What's good enough for the Pope is good enough for me

The Young Nats marked John Key's visit to Canterbury University yesterday by offering a $100 voucher to whoever took the best ''selfie''  with the prime minister. Mr Key laughed off the competition as a bit of harmless fun and said it seemed like a nice way to get more people to sign up with the Young Nats. ''If the Pope's good for a selfie, so am I.''

Statements from Whyte, Craig offside with Key

Mr Key's patience with his potential allies is wearing thin after the latest burst of wackiness, this time from new ACT leader Jamie Whyte.
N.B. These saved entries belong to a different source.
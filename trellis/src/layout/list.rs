//! List - Virtualized list along one axis.
//!
//! Only the items intersecting the viewport are laid out. Where the view is
//! lives in a [`Position`] owned by the caller (usually inside a
//! [`ScrollState`](crate::scroll_state::ScrollState)): the index of the first
//! visible item and how far it is scrolled past the viewport start. Every
//! layout normalizes the position against the current item sizes, so scroll
//! deltas can be applied blindly between frames.

use std::collections::VecDeque;

use crate::display_list::Recording;
use crate::primitives::{Axis, Rect, Size};

use super::constraints::{Constraints, INFINITE};
use super::context::LayoutContext;
use super::length::CrossAxisAlignment;

/// Scroll position of a list.
#[derive(Debug, Clone, Copy, Default, PartialEq, Eq)]
pub struct Position {
    /// Index of the first (partially) visible item.
    pub first: usize,
    /// Pixels of the first item scrolled out of view, `>= 0` after layout.
    pub offset: i32,
    /// Distance from the end of the last laid-out item to the viewport end.
    /// Negative when the last item is cut off.
    pub offset_last: i32,
    /// Number of items laid out in the last frame.
    pub count: usize,
    /// Estimated total content length: mean laid-out item size times the
    /// item count.
    pub length: i32,
    /// Whether there is content past the end of the viewport.
    pub before_end: bool,
}

impl Position {
    /// Approximate pixel distance from the content start to the viewport
    /// start, assuming uniform item sizes.
    pub fn scroll_px(&self, item_count: usize) -> f64 {
        if item_count == 0 || self.length <= 0 {
            return 0.0;
        }
        let mean = self.length as f64 / item_count as f64;
        self.first as f64 * mean + self.offset as f64
    }

    /// Move the view so that it starts `px` pixels into the content.
    pub fn set_scroll_px(&mut self, px: f64, item_count: usize) {
        if item_count == 0 || self.length <= 0 {
            self.first = 0;
            self.offset = 0;
            return;
        }
        let mean = self.length as f64 / item_count as f64;
        let px = px.max(0.0);
        let first = ((px / mean).floor() as usize).min(item_count - 1);
        self.first = first;
        self.offset = (px - first as f64 * mean).round() as i32;
    }

    /// Start and end of the viewport as fractions of the content, for
    /// sizing a scrollbar thumb. Both are within `[0, 1]`.
    ///
    /// Approximate: assumes every item has the mean size.
    pub fn viewport_fractions(&self, item_count: usize, visible: i32) -> (f32, f32) {
        viewport_fractions(self.first, self.offset, item_count, self.length, visible)
    }
}

/// Viewport start/end fractions for a list of `item_count` items whose
/// content is `length` pixels long, `visible` of which are on screen.
pub fn viewport_fractions(
    first: usize,
    offset: i32,
    item_count: usize,
    length: i32,
    visible: i32,
) -> (f32, f32) {
    if item_count == 0 || length <= 0 {
        return (0.0, 1.0);
    }
    let length = length as f64;
    let mean = length / item_count as f64;
    let start = ((first as f64 * mean + offset as f64) / length).clamp(0.0, 1.0);
    let end = (start + visible.max(0) as f64 / length).clamp(0.0, 1.0);
    (start as f32, end as f32)
}
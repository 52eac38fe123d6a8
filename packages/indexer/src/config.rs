//! Indexer Configuration
//!
//! Well-known contract addresses and code ids the router compares decoded
//! payloads against, plus the ingest loop settings. Loaded from TOML.

use std::fs;
use std::str::FromStr;

use serde::{Deserialize, Serialize};
use thiserror::Error;
use tracing::Level;

/// Default log level
pub const DEFAULT_LOG_LEVEL: &str = "info";

/// Default capacity of the ingest channel
pub const DEFAULT_CHANNEL_CAPACITY: usize = 1024;

/// Errors that can occur while loading configuration
#[derive(Error, Debug)]
pub enum ConfigError {
    #[error("Failed to read config file {path}: {source}")]
    Read {
        path: String,
        #[source]
        source: std::io::Error,
    },

    #[error("Invalid config: {0}")]
    Parse(#[from] toml::de::Error),

    #[error("Invalid log level: {0}")]
    LogLevel(String),

    #[error("Failed to install tracing subscriber: {0}")]
    Tracing(String),
}

/// What the ingest loop does when a transaction fails
#[derive(Debug, Clone, Copy, Default, PartialEq, Eq, Serialize, Deserialize)]
#[serde(rename_all = "lowercase")]
pub enum FailurePolicy {
    /// Stop the stream at the failing transaction
    #[default]
    Halt,
    /// Log the failure and continue with the next transaction
    Skip,
}

/// Well-known contracts, compared by exact equality
#[derive(Debug, Clone, Default, PartialEq, Eq, Serialize, Deserialize)]
#[serde(default)]
pub struct ContractsConfig {
    /// Address of the name-service registry contract
    pub registry_contract_address: String,
    /// Code id of the collection minter template
    pub minter_code_id: u64,
    /// Address of the marketplace vault contract
    pub vault_contract_address: String,
    /// Image used for registry tokens without one
    pub registry_default_image_url: String,
}

/// Top-level indexer configuration
#[derive(Debug, Clone, PartialEq, Eq, Serialize, Deserialize)]
#[serde(default)]
pub struct IndexerConfig {
    pub log_level: String,
    pub failure_policy: FailurePolicy,
    pub channel_capacity: usize,
    pub contracts: ContractsConfig,
}

impl Default for IndexerConfig {
    fn default() -> Self {
        Self {
            log_level: DEFAULT_LOG_LEVEL.to_string(),
            failure_policy: FailurePolicy::default(),
            channel_capacity: DEFAULT_CHANNEL_CAPACITY,
            contracts: ContractsConfig::default(),
        }
    }
}

impl IndexerConfig {
    /// Parse a TOML document
    pub fn from_toml_str(content: &str) -> Result<Self, ConfigError> {
        Ok(toml::from_str(content)?)
    }

    /// Load from a TOML file; a leading `~/` is expanded to the home directory
    pub fn load_from_file(path: &str) -> Result<Self, ConfigError> {
        let expanded = expand_path(path);
        let content = fs::read_to_string(&expanded).map_err(|source| ConfigError::Read {
            path: expanded.clone(),
            source,
        })?;
        Self::from_toml_str(&content)
    }

    /// Parsed `log_level`
    pub fn level(&self) -> Result<Level, ConfigError> {
        Level::from_str(&self.log_level).map_err(|_| ConfigError::LogLevel(self.log_level.clone()))
    }

    /// Install a global fmt subscriber at the configured level
    pub fn init_tracing(&self) -> Result<(), ConfigError> {
        tracing_subscriber::fmt()
            .with_max_level(self.level()?)
            .try_init()
            .map_err(|e| ConfigError::Tracing(e.to_string()))
    }
}

/// Expand ~ to home directory in path
pub fn expand_path(path: &str) -> String {
    if path.starts_with("~/") {
        if let Some(home) = dirs::home_dir() {
            return path.replacen("~", &home.to_string_lossy(), 1);
        }
    }
    path.to_string()
}
//! Transaction Decoder
//!
//! Turns a raw transaction result (hash, protobuf-encoded `Tx`, ABCI log JSON)
//! into an ordered list of [`Message`] records, each paired with its own
//! execution log and [`EventsMap`].

use prost::Message as _;
use thiserror::Error;

use crate::events::{EventsMap, TxLog};
use crate::proto::{Any, Tx};

/// Errors that can occur during transaction decoding
#[derive(Error, Debug)]
pub enum DecodeError {
    #[error("Failed to parse tx log: {0}")]
    InvalidLog(#[from] serde_json::Error),

    #[error("Failed to decode tx envelope: {0}")]
    Envelope(#[from] prost::DecodeError),

    #[error("Transaction has no body")]
    MissingBody,

    #[error("Messages and results count mismatch: {messages} messages, {logs} logs")]
    Alignment { messages: usize, logs: usize },

    #[error("Failed to decode {type_url} payload: {source}")]
    Payload {
        type_url: String,
        #[source]
        source: prost::DecodeError,
    },
}

/// Transaction result as delivered by the chain client
#[derive(Debug, Clone, Default, PartialEq, Eq)]
pub struct ResultTx {
    /// Raw transaction hash
    pub hash: Vec<u8>,
    /// Block height the transaction was included at
    pub height: i64,
    /// Protobuf-encoded signed transaction
    pub tx: Vec<u8>,
    /// ABCI log: JSON list of per-message logs
    pub log: String,
}

/// One message of a transaction, enriched with its execution log
#[derive(Debug, Clone, PartialEq)]
pub struct Message {
    /// Encoded message envelope
    pub msg: Any,
    /// Zero-based position within the transaction
    pub msg_index: usize,
    /// Globally unique id: `<tx hash>-<index>`
    pub msg_id: String,
    /// Hash of the enclosing transaction
    pub tx_hash: String,
    /// Index over `log`'s events
    pub events: EventsMap,
    /// Raw execution log of this message
    pub log: TxLog,
}

impl Message {
    /// Decode the envelope payload as `T`
    pub fn decode_payload<T: prost::Message + Default>(&self) -> Result<T, DecodeError> {
        T::decode(self.msg.value.as_slice()).map_err(|source| DecodeError::Payload {
            type_url: self.msg.type_url.clone(),
            source,
        })
    }
}

/// Format a raw hash the way the chain displays it (upper-case hex)
pub fn format_hash(hash: &[u8]) -> String {
    hex::encode_upper(hash)
}

/// Build the unique id of the message at `index` in transaction `hash`
pub fn message_id(hash: &str, index: usize) -> String {
    format!("{}-{}", hash, index)
}

/// Parse the ABCI log string into per-message logs
pub fn parse_logs(log: &str) -> Result<Vec<TxLog>, DecodeError> {
    Ok(serde_json::from_str(log)?)
}

/// Decode a protobuf-encoded `Tx`
pub fn decode_tx(bytes: &[u8]) -> Result<Tx, DecodeError> {
    Ok(Tx::decode(bytes)?)
}

/// Pair each message of `tx` with its log.
///
/// Fails without producing anything when the message and log counts differ.
pub fn decode_messages(hash: &str, tx: &Tx, logs: Vec<TxLog>) -> Result<Vec<Message>, DecodeError> {
    let body = tx.body.as_ref().ok_or(DecodeError::MissingBody)?;
    if body.messages.len() != logs.len() {
        return Err(DecodeError::Alignment {
            messages: body.messages.len(),
            logs: logs.len(),
        });
    }

    Ok(body
        .messages
        .iter()
        .zip(logs)
        .enumerate()
        .map(|(index, (msg, log))| Message {
            msg: msg.clone(),
            msg_index: index,
            msg_id: message_id(hash, index),
            tx_hash: hash.to_string(),
            events: EventsMap::from_log(&log),
            log,
        })
        .collect())
}

/// Decode a full transaction result.
///
/// Returns the display hash together with the enriched messages.
pub fn decode_result_tx(result: &ResultTx) -> Result<(String, Vec<Message>), DecodeError> {
    let logs = parse_logs(&result.log)?;
    let tx = decode_tx(&result.tx)?;
    let hash = format_hash(&result.hash);
    let messages = decode_messages(&hash, &tx, logs)?;
    Ok((hash, messages))
}
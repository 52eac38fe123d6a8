//! NFTScope Indexer Library
//!
//! This crate decodes CosmWasm transaction results into event-enriched
//! messages and routes each message to the handler that updates the NFT
//! marketplace catalog (collections, tokens, ownership, prices).

pub mod action;
pub mod config;
pub mod decoder;
pub mod events;
pub mod handler;
pub mod ingest;
pub mod proto;
pub mod router;
pub mod store;

// Re-export commonly used types
pub use action::{parse_action, ExecuteAction, MessageKind};
pub use config::{ContractsConfig, FailurePolicy, IndexerConfig};
pub use decoder::{decode_result_tx, DecodeError, Message, ResultTx};
pub use events::{EventError, EventsMap};
pub use handler::{ExecuteCall, HandlerError, InstantiateCall, MessageHandlers, MintCall};
pub use ingest::{Indexer, IndexerError, IndexerStats};
pub use router::{HandleError, Outcome, Route, Router, RouterError, SkipReason, TxReport};
pub use store::{Collection, CollectionMetadata, CollectionStore, InMemoryStore, StoreError};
Dr Whyte suggested the state should butt out of cases of incest between consenting adults.  This follows similarly unfathomable statements by Conservative Party leader Colin Craig on chem trails and the moon landing.  ''I  think it's pretty silly, actually,'' Mr Key said. ''There's no place for incest, it's a ridiculous kind of statement.''

Ministry's touchee subject raises laughter with sector

The Education Ministry's new way of sorting the sheep from the goats when it comes to charter planning and reporting has provoked much hilarity in the sector. It breaks schools down into ''no touch'', ''light touch'' and ''firm touch'' institutions. That prompted Whangarei principal Pat Newman to ask in an email where the touching would happen, who would do it, and ''what legal recourse will a touchee have if the touching doesn't come up to expectations''.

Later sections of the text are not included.